Nef-deleted HIV-1 inhibits phagocytosis by monocyte-derived macrophages in vitro but not by peripheral blood monocytes in vivo.

Abstract

HIV-1 infection impairs a number of macrophage effector functions, but the mechanism is unknown. We studied the role of HIV-1 Nef in modulating phagocytosis by human monocytes and monocyte-derived macrophages (MDM). Using a flow cytometric assay, phagocytosis of Mycobacterium avium complex (MAC) by monocytes in whole blood of Sydney Blood Bank Cohort (SBBC) members infected with a nef-deleted (Delta nef) strain of HIV-1 was compared with that of monocytes from uninfected or wild-type (WT) HIV-infected subjects. The specific impact of Nef on phagocytosis by MDM was determined by either infecting cells in vitro with Delta nef strains of HIV-1 or electroporating Nef into uninfected MDM. MAC phagocytic capacity of monocytes from SBBC members was equivalent to that of cells from uninfected individuals (P = 0.81); it was greater than that of cells from individuals infected with WT HIV-1 (P < 0.0001), irrespective of CD4 counts and HIV viral load.

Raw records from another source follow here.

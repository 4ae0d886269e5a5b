// This Source Code Form is subject to the terms of the Mozilla Public
// License, v. 2.0. If a copy of the MPL was not distributed with this
// file, You can obtain one at https://mozilla.org/MPL/2.0/.

//! C5 — the stateless (Type-A) multi-touch emitter.
//!
//! Type-A devices describe each report by streaming every active contact in
//! one synchronization frame, separated by `SYN_MT_REPORT` and terminated by
//! `SYN_REPORT`. Operations here only mutate the contact table; events are
//! written exclusively by `commit`.

use log::warn;
use uinput_sys::*;

use crate::contacts::ContactState;
use crate::device::DeviceState;
use crate::event::write_event;

pub fn down(state: &mut DeviceState, slot: usize, x: i32, y: i32, pressure: i32) -> bool {
    if slot >= state.max_contacts {
        return false;
    }

    if !state.contacts.get(slot).is_idle() {
        panic_reset_all(state);
    }

    let contact = state.contacts.get_mut(slot);
    contact.state = ContactState::Down;
    contact.x = x;
    contact.y = y;
    contact.pressure = pressure;
    true
}

pub fn move_to(state: &mut DeviceState, slot: usize, x: i32, y: i32, pressure: i32) -> bool {
    if slot >= state.max_contacts || state.contacts.get(slot).is_idle() {
        return false;
    }

    let contact = state.contacts.get_mut(slot);
    contact.state = ContactState::Moved;
    contact.x = x;
    contact.y = y;
    contact.pressure = pressure;
    true
}

pub fn up(state: &mut DeviceState, slot: usize) -> bool {
    if slot >= state.max_contacts || state.contacts.get(slot).is_idle() {
        return false;
    }

    state.contacts.get_mut(slot).state = ContactState::Up;
    true
}

pub fn panic_reset_all(state: &mut DeviceState) {
    for slot in 0..state.max_contacts {
        if !state.contacts.get(slot).is_idle() {
            state.contacts.get_mut(slot).state = ContactState::Up;
        }
    }
    commit(state);
}

pub fn commit(state: &mut DeviceState) {
    let fd = state.fd();
    let mut found_any = false;

    for slot in 0..state.max_contacts {
        let contact = *state.contacts.get(slot);

        match contact.state {
            ContactState::Down => {
                found_any = true;

                if state.has_tracking_id {
                    emit(fd, EV_ABS, ABS_MT_TRACKING_ID, slot as i32);
                }

                state.active_contacts += 1;
                if state.has_key_btn_touch && state.active_contacts == 1 {
                    emit(fd, EV_KEY, BTN_TOUCH, 1);
                }

                if state.has_touch_major {
                    emit(fd, EV_ABS, ABS_MT_TOUCH_MAJOR, 0x06);
                }
                if state.has_width_major {
                    emit(fd, EV_ABS, ABS_MT_WIDTH_MAJOR, 0x04);
                }
                if state.has_pressure {
                    emit(fd, EV_ABS, ABS_MT_PRESSURE, contact.pressure);
                }
                emit(fd, EV_ABS, ABS_MT_POSITION_X, contact.x);
                emit(fd, EV_ABS, ABS_MT_POSITION_Y, contact.y);

                emit(fd, EV_SYN, SYN_MT_REPORT, 0);

                state.contacts.get_mut(slot).state = ContactState::Moved;
            }
            ContactState::Moved => {
                found_any = true;

                if state.has_tracking_id {
                    emit(fd, EV_ABS, ABS_MT_TRACKING_ID, slot as i32);
                }
                if state.has_touch_major {
                    emit(fd, EV_ABS, ABS_MT_TOUCH_MAJOR, 0x06);
                }
                if state.has_width_major {
                    emit(fd, EV_ABS, ABS_MT_WIDTH_MAJOR, 0x04);
                }
                if state.has_pressure {
                    emit(fd, EV_ABS, ABS_MT_PRESSURE, contact.pressure);
                }
                emit(fd, EV_ABS, ABS_MT_POSITION_X, contact.x);
                emit(fd, EV_ABS, ABS_MT_POSITION_Y, contact.y);

                emit(fd, EV_SYN, SYN_MT_REPORT, 0);
            }
            ContactState::Up => {
                found_any = true;

                if state.has_tracking_id {
                    emit(fd, EV_ABS, ABS_MT_TRACKING_ID, slot as i32);
                }

                state.active_contacts -= 1;
                if state.has_key_btn_touch && state.active_contacts == 0 {
                    emit(fd, EV_KEY, BTN_TOUCH, 0);
                }

                emit(fd, EV_SYN, SYN_MT_REPORT, 0);

                state.contacts.get_mut(slot).state = ContactState::Idle;
            }
            ContactState::Idle => {}
        }
    }

    if found_any {
        emit(fd, EV_SYN, SYN_REPORT, 0);
    }
}

fn emit(fd: std::os::unix::io::RawFd, kind: u32, code: u32, value: i32) {
    if let Err(e) = write_event(fd, kind as u16, code as u16, value) {
        warn!("short or failed device write: {e}");
    }
}

#[cfg(test)]
mod tests {
    use super::*;
    use crate::device::tests_support::test_device_state;

    #[test]
    fn down_on_out_of_range_slot_is_rejected() {
        let mut state = test_device_state(false, 2);
        assert!(!down(&mut state, 99, 0, 0, 0));
        assert_eq!(state.active_contacts, 0);
    }

    #[test]
    fn move_or_up_on_idle_slot_is_a_no_op() {
        let mut state = test_device_state(false, 2);
        assert!(!move_to(&mut state, 0, 10, 10, 10));
        assert!(!up(&mut state, 0));
        assert!(state.contacts.get(0).is_idle());
    }

    #[test]
    fn single_tap_toggles_active_contacts_across_commits() {
        let mut state = test_device_state(false, 2);
        assert!(down(&mut state, 0, 100, 200, 50));
        commit(&mut state);
        assert_eq!(state.active_contacts, 1);

        assert!(up(&mut state, 0));
        commit(&mut state);
        assert_eq!(state.active_contacts, 0);
        assert!(state.contacts.get(0).is_idle());
    }

    #[test]
    fn second_down_on_same_slot_panic_resets_first() {
        let mut state = test_device_state(false, 2);
        assert!(down(&mut state, 0, 100, 100, 50));
        commit(&mut state);
        assert_eq!(state.active_contacts, 1);

        // overlapping down triggers panic_reset_all, which commits the
        // up-frame for slot 0 before the new down is accepted.
        assert!(down(&mut state, 0, 200, 200, 50));
        assert_eq!(state.active_contacts, 0);
        commit(&mut state);
        assert_eq!(state.active_contacts, 1);
    }
}
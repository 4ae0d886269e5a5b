// This Source Code Form is subject to the terms of the Mozilla Public
// License, v. 2.0. If a copy of the MPL was not distributed with this
// file, You can obtain one at https://mozilla.org/MPL/2.0/.

//! C3 — walk a directory of device nodes and keep the highest-scoring one.

use std::path::Path;

use log::info;

use crate::error::DeviceError;

use super::probe::{outscores, probe_device, ProbedDevice};

/// Walks every entry in `root` (default `/dev/input`), probing each one and
/// keeping the single highest-scoring multi-touch candidate. A failure to
/// open the directory itself is fatal; per-entry probe failures are not.
pub fn select_device(root: &Path) -> Result<Option<ProbedDevice>, DeviceError> {
    let entries = std::fs::read_dir(root).map_err(|source| DeviceError::ScanFailed {
        root: root.to_path_buf(),
        source,
    })?;

    let mut best: Option<ProbedDevice> = None;

    for entry in entries.flatten() {
        let path = entry.path();
        let Some(candidate) = probe_device(&path) else {
            continue;
        };

        match &best {
            Some(incumbent) if !outscores(candidate.score, incumbent.score) => {
                info!(
                    "{} was outscored by {} ({} >= {})",
                    candidate.path.display(),
                    incumbent.path.display(),
                    incumbent.score,
                    candidate.score
                );
            }
            Some(incumbent) => {
                info!(
                    "{} was outscored by {} ({} >= {})",
                    incumbent.path.display(),
                    candidate.path.display(),
                    candidate.score,
                    incumbent.score
                );
                best = Some(candidate);
            }
            None => {
                best = Some(candidate);
            }
        }
    }

    Ok(best)
}

/// Probes exactly one explicit path (the `-d` flag). A mismatch here is
/// fatal to the caller, unlike a mismatch during the directory walk.
pub fn select_explicit(path: &Path) -> Result<ProbedDevice, DeviceError> {
    probe_device(path).ok_or_else(|| DeviceError::NotSupported {
        path: path.to_path_buf(),
    })
}

#[cfg(test)]
mod tests {
    use super::*;

    #[test]
    fn scanning_an_empty_directory_yields_no_candidate() {
        let dir = std::env::temp_dir().join("minitouchd-select-test-empty");
        std::fs::create_dir_all(&dir).unwrap();
        let result = select_device(&dir).unwrap();
        assert!(result.is_none());
        std::fs::remove_dir_all(&dir).ok();
    }

    #[test]
    fn scanning_a_missing_directory_is_fatal() {
        let result = select_device(Path::new("/nonexistent/minitouchd-select-test"));
        assert!(result.is_err());
    }
}
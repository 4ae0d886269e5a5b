// This Source Code Form is subject to the terms of the Mozilla Public
// License, v. 2.0. If a copy of the MPL was not distributed with this
// file, You can obtain one at https://mozilla.org/MPL/2.0/.

use clap::Parser;
use log::{error, info};

use minitouchd::cli::Args;
use minitouchd::device::select::{select_device, select_explicit};
use minitouchd::device::DeviceState;
use minitouchd::error::Error;
use minitouchd::transport;

fn main() {
    let args = Args::parse();

    let log_level = if args.verbose { "debug" } else { "warn" };
    env_logger::Builder::from_env(env_logger::Env::default().default_filter_or(log_level)).init();

    info!("minitouchd starting...");

    match run(&args) {
        Ok(()) => {}
        Err(e) => {
            error!("{e}");
            std::process::exit(1);
        }
    }
}

fn run(args: &Args) -> Result<(), Error> {
    let probed = match &args.device {
        Some(path) => select_explicit(path)?,
        None => match select_device(&args.root)? {
            Some(probed) => probed,
            None => {
                if let Some(proxy_addr) = &args.proxy {
                    transport::run_proxy(proxy_addr)?;
                    return Ok(());
                }
                return Err(minitouchd::error::DeviceError::NoSuitableDevice {
                    root: args.root.clone(),
                }
                .into());
            }
        },
    };

    info!(
        "{}: selected (score {}, {}x{}, {} contacts)",
        probed.path.display(),
        probed.score,
        probed.max_x,
        probed.max_y,
        probed.max_slot + 1
    );

    let mut device = DeviceState::from_probed(probed)?;

    if args.stdin {
        transport::run_stdin(&mut device)?;
    } else if let Some(path) = &args.file {
        transport::run_file(&mut device, path)?;
    } else {
        transport::run_socket(&mut device, &args.name)?;
    }

    Ok(())
}
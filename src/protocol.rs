// This Source Code Form is subject to the terms of the Mozilla Public
// License, v. 2.0. If a copy of the MPL was not distributed with this
// file, You can obtain one at https://mozilla.org/MPL/2.0/.

//! C8 — the line protocol: banner, command parsing, dispatch to the emitter.

use std::io::{self, Write};
use std::time::Duration;

use log::debug;

use crate::device::DeviceState;
use crate::touch::TouchEmitter;

/// The banner's version line. Bumped only if the wire format changes.
pub const VERSION: u32 = 1;

/// Writes the three-line banner a client receives immediately on connect,
/// before any command is consumed: `v <version>`, `^ <max_contacts> <max_x>
/// <max_y> <max_pressure>`, `$ <pid>`.
pub fn write_banner<W: Write>(w: &mut W, state: &DeviceState, pid: u32) -> io::Result<()> {
    writeln!(w, "v {VERSION}")?;
    writeln!(
        w,
        "^ {} {} {} {}",
        state.max_contacts, state.max_x, state.max_y, state.max_pressure
    )?;
    writeln!(w, "$ {pid}")?;
    w.flush()
}

/// A parsed command line. Unrecognized first bytes and malformed lines
/// parse to `Ignore` — per spec there is no error channel back to the
/// client, so a command that can't be made sense of is simply dropped.
#[derive(Debug, PartialEq, Eq)]
enum Command {
    Down { slot: i64, x: i64, y: i64, pressure: i64 },
    Move { slot: i64, x: i64, y: i64, pressure: i64 },
    Up { slot: i64 },
    Commit,
    Reset,
    Wait { millis: u64 },
    Ignore,
}

/// A lenient integer scan consistent with `strtol`'s tolerance for garbage:
/// an optional sign followed by a run of digits is consumed and everything
/// after the first non-digit is ignored, so `"12abc"` reads as `12`, not as
/// a parse failure. A token with no leading digits (or a missing field)
/// becomes `0`.
fn lenient_i64(token: Option<&str>) -> i64 {
    let s = match token {
        Some(s) => s,
        None => return 0,
    };

    let bytes = s.as_bytes();
    let mut idx = 0;
    let negative = match bytes.first() {
        Some(b'-') => {
            idx += 1;
            true
        }
        Some(b'+') => {
            idx += 1;
            false
        }
        _ => false,
    };

    let digits_start = idx;
    while idx < bytes.len() && bytes[idx].is_ascii_digit() {
        idx += 1;
    }
    if idx == digits_start {
        return 0;
    }

    let magnitude: i64 = s[digits_start..idx].parse().unwrap_or(0);
    if negative {
        -magnitude
    } else {
        magnitude
    }
}

fn parse_line(line: &str) -> Command {
    let line = line.trim_end_matches(['\r', '\n']);
    if line.is_empty() {
        return Command::Ignore;
    }

    let mut fields = line[1..].split_whitespace();
    match line.as_bytes()[0] {
        b'd' => Command::Down {
            slot: lenient_i64(fields.next()),
            x: lenient_i64(fields.next()),
            y: lenient_i64(fields.next()),
            pressure: lenient_i64(fields.next()),
        },
        b'm' => Command::Move {
            slot: lenient_i64(fields.next()),
            x: lenient_i64(fields.next()),
            y: lenient_i64(fields.next()),
            pressure: lenient_i64(fields.next()),
        },
        b'u' => Command::Up {
            slot: lenient_i64(fields.next()),
        },
        b'c' => Command::Commit,
        b'r' => Command::Reset,
        b'w' => Command::Wait {
            millis: lenient_i64(fields.next()).max(0) as u64,
        },
        _ => Command::Ignore,
    }
}

/// A slot index outside `0..MAX_SUPPORTED_CONTACTS` is always rejected by
/// the emitters' own bounds check; negative input is mapped to a sentinel
/// that is guaranteed out of range rather than silently wrapping.
fn slot_index(raw: i64) -> usize {
    usize::try_from(raw).unwrap_or(usize::MAX)
}

/// Drives one client session: owns the device state and the protocol-A/B
/// emitter chosen for it, and applies each parsed line in order.
pub struct Interpreter<'a> {
    device: &'a mut DeviceState,
    emitter: TouchEmitter,
}

impl<'a> Interpreter<'a> {
    pub fn new(device: &'a mut DeviceState) -> Self {
        let emitter = TouchEmitter::for_device(device);
        Interpreter { device, emitter }
    }

    /// Applies one already-trimmed command line. Returns `Some(millis)`
    /// when the line was a `w` command, so the caller (which owns the
    /// actual sleep — a suspension point, not core-state mutation) can
    /// delay before consuming the next line.
    pub fn apply_line(&mut self, line: &str) -> Option<Duration> {
        match parse_line(line) {
            Command::Down { slot, x, y, pressure } => {
                let applied = self.emitter.down(
                    self.device,
                    slot_index(slot),
                    x as i32,
                    y as i32,
                    pressure as i32,
                );
                if !applied {
                    debug!("down on slot {slot} dropped silently");
                }
                None
            }
            Command::Move { slot, x, y, pressure } => {
                let applied = self.emitter.move_to(
                    self.device,
                    slot_index(slot),
                    x as i32,
                    y as i32,
                    pressure as i32,
                );
                if !applied {
                    debug!("move on slot {slot} dropped silently");
                }
                None
            }
            Command::Up { slot } => {
                let applied = self.emitter.up(self.device, slot_index(slot));
                if !applied {
                    debug!("up on slot {slot} dropped silently");
                }
                None
            }
            Command::Commit => {
                self.emitter.commit(self.device);
                None
            }
            Command::Reset => {
                self.emitter.panic_reset_all(self.device);
                None
            }
            Command::Wait { millis } => Some(Duration::from_millis(millis)),
            Command::Ignore => None,
        }
    }
}
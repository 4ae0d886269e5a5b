// This Source Code Form is subject to the terms of the Mozilla Public
// License, v. 2.0. If a copy of the MPL was not distributed with this
// file, You can obtain one at https://mozilla.org/MPL/2.0/.

//! C7 — protocol dispatch: route `down`/`move`/`up`/`commit`/`reset` to the
//! Type-A or Type-B emitter, chosen once at device-open time.

pub mod type_a;
pub mod type_b;

use crate::device::DeviceState;

/// Which wire convention the opened device speaks. Fixed for the process
/// lifetime — replaces the C source's per-call `if (state->has_mtslot)`
/// branch with a tagged variant selected once.
#[derive(Debug, Clone, Copy, PartialEq, Eq)]
pub enum Protocol {
    TypeA,
    TypeB,
}

pub struct TouchEmitter {
    protocol: Protocol,
}

impl TouchEmitter {
    pub fn for_device(state: &DeviceState) -> Self {
        TouchEmitter {
            protocol: if state.has_mtslot {
                Protocol::TypeB
            } else {
                Protocol::TypeA
            },
        }
    }

    pub fn protocol(&self) -> Protocol {
        self.protocol
    }

    pub fn down(&self, state: &mut DeviceState, slot: usize, x: i32, y: i32, pressure: i32) -> bool {
        match self.protocol {
            Protocol::TypeA => type_a::down(state, slot, x, y, pressure),
            Protocol::TypeB => type_b::down(state, slot, x, y, pressure),
        }
    }

    pub fn move_to(&self, state: &mut DeviceState, slot: usize, x: i32, y: i32, pressure: i32) -> bool {
        match self.protocol {
            Protocol::TypeA => type_a::move_to(state, slot, x, y, pressure),
            Protocol::TypeB => type_b::move_to(state, slot, x, y, pressure),
        }
    }

    pub fn up(&self, state: &mut DeviceState, slot: usize) -> bool {
        match self.protocol {
            Protocol::TypeA => type_a::up(state, slot),
            Protocol::TypeB => type_b::up(state, slot),
        }
    }

    pub fn commit(&self, state: &mut DeviceState) {
        match self.protocol {
            Protocol::TypeA => type_a::commit(state),
            Protocol::TypeB => type_b::commit(state),
        }
    }

    pub fn panic_reset_all(&self, state: &mut DeviceState) {
        match self.protocol {
            Protocol::TypeA => type_a::panic_reset_all(state),
            Protocol::TypeB => type_b::panic_reset_all(state),
        }
    }
}

#[cfg(test)]
mod tests {
    use super::*;
    use crate::device::tests_support::test_device_state;

    #[test]
    fn picks_type_b_when_device_has_mtslot() {
        let state = test_device_state(true, 5);
        assert_eq!(TouchEmitter::for_device(&state).protocol(), Protocol::TypeB);
    }

    #[test]
    fn picks_type_a_when_device_lacks_mtslot() {
        let state = test_device_state(false, 2);
        assert_eq!(TouchEmitter::for_device(&state).protocol(), Protocol::TypeA);
    }

    #[test]
    fn dispatch_routes_through_to_the_chosen_protocol() {
        let mut state = test_device_state(true, 5);
        let emitter = TouchEmitter::for_device(&state);
        assert!(emitter.down(&mut state, 0, 1, 2, 3));
        emitter.commit(&mut state);
        assert_eq!(state.active_contacts, 1);
    }
}
//! Batch progress broadcaster for streaming intake status to clients.

use std::sync::Arc;

use chrono::{DateTime, Utc};
use serde::{Deserialize, Serialize};
use tokio::sync::broadcast;

use crate::extraction::RiskLevel;
use crate::intake::FailureStage;

/// Step of a batch run an event describes.
#[derive(Debug, Clone, Copy, Serialize, Deserialize, PartialEq, Eq)]
#[serde(rename_all = "snake_case")]
pub enum BatchPhase {
    Started,
    Analyzing,
    Saving,
    FileCompleted,
    FileFailed,
    Finished,
}

impl std::fmt::Display for BatchPhase {
    fn fmt(&self, f: &mut std::fmt::Formatter<'_>) -> std::fmt::Result {
        match self {
            BatchPhase::Started => write!(f, "Started"),
            BatchPhase::Analyzing => write!(f, "Analyzing"),
            BatchPhase::Saving => write!(f, "Saving"),
            BatchPhase::FileCompleted => write!(f, "File completed"),
            BatchPhase::FileFailed => write!(f, "File failed"),
            BatchPhase::Finished => write!(f, "Finished"),
        }
    }
}

#[derive(Debug, Clone, Serialize, Deserialize)]
#[serde(rename_all = "camelCase")]
pub struct BatchProgressEvent {
    pub batch_id: String,
    pub phase: BatchPhase,
    /// 1-based position of the file in the selection.
    #[serde(skip_serializing_if = "Option::is_none")]
    pub index: Option<usize>,
    pub total: usize,
    #[serde(skip_serializing_if = "Option::is_none")]
    pub file_name: Option<String>,
    pub message: String,
    pub timestamp: DateTime<Utc>,
    /// Record id, or a `local-` placeholder when saving failed.
    #[serde(skip_serializing_if = "Option::is_none")]
    pub entry_id: Option<String>,
    #[serde(skip_serializing_if = "Option::is_none")]
    pub persisted: Option<bool>,
    #[serde(skip_serializing_if = "Option::is_none")]
    pub risk_level: Option<RiskLevel>,
    #[serde(skip_serializing_if = "Option::is_none")]
    pub stage: Option<FailureStage>,
    #[serde(skip_serializing_if = "Option::is_none")]
    pub error: Option<String>,
}

impl BatchProgressEvent {
    pub fn new(batch_id: &str, phase: BatchPhase, total: usize, message: impl Into<String>) -> Self {
        Self {
            batch_id: batch_id.to_string(),
            phase,
            index: None,
            total,
            file_name: None,
            message: message.into(),
            timestamp: Utc::now(),
            entry_id: None,
            persisted: None,
            risk_level: None,
            stage: None,
            error: None,
        }
    }

    pub fn for_file(mut self, index: usize, file_name: &str) -> Self {
        self.index = Some(index);
        self.file_name = Some(file_name.to_string());
        self
    }
}

/// Fans batch progress events out to any number of subscribers.
#[derive(Clone)]
pub struct BatchProgressBroadcaster {
    sender: Arc<broadcast::Sender<BatchProgressEvent>>,
}

impl BatchProgressBroadcaster {
    pub fn new(capacity: usize) -> Self {
        let (sender, _) = broadcast::channel(capacity);
        Self {
            sender: Arc::new(sender),
        }
    }

    pub fn send(&self, event: BatchProgressEvent) {
        // No subscribers is fine.
        let _ = self.sender.send(event);
    }

    pub fn subscribe(&self) -> broadcast::Receiver<BatchProgressEvent> {
        self.sender.subscribe()
    }

    /// Creates a tracker for one batch run.
    pub fn start_batch(&self, batch_id: &str, total: usize) -> BatchProgressTracker {
        BatchProgressTracker {
            batch_id: batch_id.to_string(),
            total,
            sender: Arc::clone(&self.sender),
        }
    }
}

impl Default for BatchProgressBroadcaster {
    fn default() -> Self {
        Self::new(100)
    }
}

/// Emits events for a single batch.
pub struct BatchProgressTracker {
    batch_id: String,
    total: usize,
    sender: Arc<broadcast::Sender<BatchProgressEvent>>,
}

impl BatchProgressTracker {
    pub fn batch_id(&self) -> &str {
        &self.batch_id
    }

    fn emit(&self, event: BatchProgressEvent) {
        let _ = self.sender.send(event);
    }

    fn event(&self, phase: BatchPhase, message: impl Into<String>) -> BatchProgressEvent {
        BatchProgressEvent::new(&self.batch_id, phase, self.total, message)
    }

    pub fn started(&self) {
        self.emit(self.event(
            BatchPhase::Started,
            format!("Processing {} files", self.total),
        ));
    }

    pub fn analyzing(&self, index: usize, file_name: &str) {
        self.emit(
            self.event(
                BatchPhase::Analyzing,
                format!("Analyzing file {} of {}", index, self.total),
            )
            .for_file(index, file_name),
        );
    }

    pub fn saving(&self, index: usize, file_name: &str) {
        self.emit(
            self.event(BatchPhase::Saving, "Saving record")
                .for_file(index, file_name),
        );
    }

    pub fn file_completed(
        &self,
        index: usize,
        file_name: &str,
        entry_id: &str,
        persisted: bool,
        risk_level: RiskLevel,
    ) {
        let mut event = self
            .event(BatchPhase::FileCompleted, "File analyzed")
            .for_file(index, file_name);
        event.entry_id = Some(entry_id.to_string());
        event.persisted = Some(persisted);
        event.risk_level = Some(risk_level);
        self.emit(event);
    }

    pub fn file_failed(&self, index: usize, file_name: &str, stage: FailureStage, error: &str) {
        let mut event = self
            .event(BatchPhase::FileFailed, format!("File failed during {}", stage))
            .for_file(index, file_name);
        event.stage = Some(stage);
        event.error = Some(error.to_string());
        self.emit(event);
    }

    pub fn finished(&self, analyzed: usize, failed: usize) {
        self.emit(self.event(
            BatchPhase::Finished,
            format!("{} analyzed, {} failed", analyzed, failed),
        ));
    }
}

#[cfg(test)]
mod tests {
    use super::*;

    #[test]
    fn test_send_without_subscribers_is_ignored() {
        let broadcaster = BatchProgressBroadcaster::default();
        broadcaster.send(BatchProgressEvent::new("b", BatchPhase::Started, 1, "go"));
    }

    #[test]
    fn test_tracker_sequence() {
        let broadcaster = BatchProgressBroadcaster::new(10);
        let mut rx = broadcaster.subscribe();
        let tracker = broadcaster.start_batch("batch-1", 2);

        tracker.started();
        tracker.analyzing(1, "a.pdf");
        tracker.file_completed(1, "a.pdf", "rec-1", true, RiskLevel::High);
        tracker.file_failed(2, "b.pdf", FailureStage::Analyze, "timeout");
        tracker.finished(1, 1);

        let started = rx.try_recv().unwrap();
        assert_eq!(started.phase, BatchPhase::Started);
        assert_eq!(started.total, 2);
        assert_eq!(started.index, None);

        let analyzing = rx.try_recv().unwrap();
        assert_eq!(analyzing.index, Some(1));
        assert_eq!(analyzing.message, "Analyzing file 1 of 2");

        let completed = rx.try_recv().unwrap();
        assert_eq!(completed.entry_id.as_deref(), Some("rec-1"));
        assert_eq!(completed.risk_level, Some(RiskLevel::High));

        let failed = rx.try_recv().unwrap();
        assert_eq!(failed.stage, Some(FailureStage::Analyze));
        assert_eq!(failed.error.as_deref(), Some("timeout"));

        let finished = rx.try_recv().unwrap();
        assert_eq!(finished.phase, BatchPhase::Finished);
        assert!(rx.try_recv().is_err());
    }

    #[test]
    fn test_event_json_shape() {
        let event = BatchProgressEvent::new("b", BatchPhase::FileCompleted, 3, "ok")
            .for_file(2, "x.png");
        let json = serde_json::to_value(&event).unwrap();
        assert_eq!(json["batchId"], "b");
        assert_eq!(json["phase"], "file_completed");
        assert_eq!(json["index"], 2);
        assert_eq!(json["fileName"], "x.png");
        assert!(json.get("error").is_none());
    }
}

In contrast, in vitro infection of MDM with either Delta nef or WT strains of HIV-1 resulted in similar levels of HIV replication and equivalent impairment of phagocytosis via Fc gamma and complement receptors. Electroporation of Nef into MDM did not alter phagocytic capacity. This study provides evidence demonstrating the complex indirect effect of Nef on phagocytosis by peripheral blood monocytes (infrequently infected with HIV-1) in vivo. Conversely, the fact that MDM infected with either Delta nef or WT HIV-1 in vitro (high multiplicity of infection) show comparably impaired phagocytosis, indicates that HIV-1 infection of macrophages can directly impair function, independent of Nef.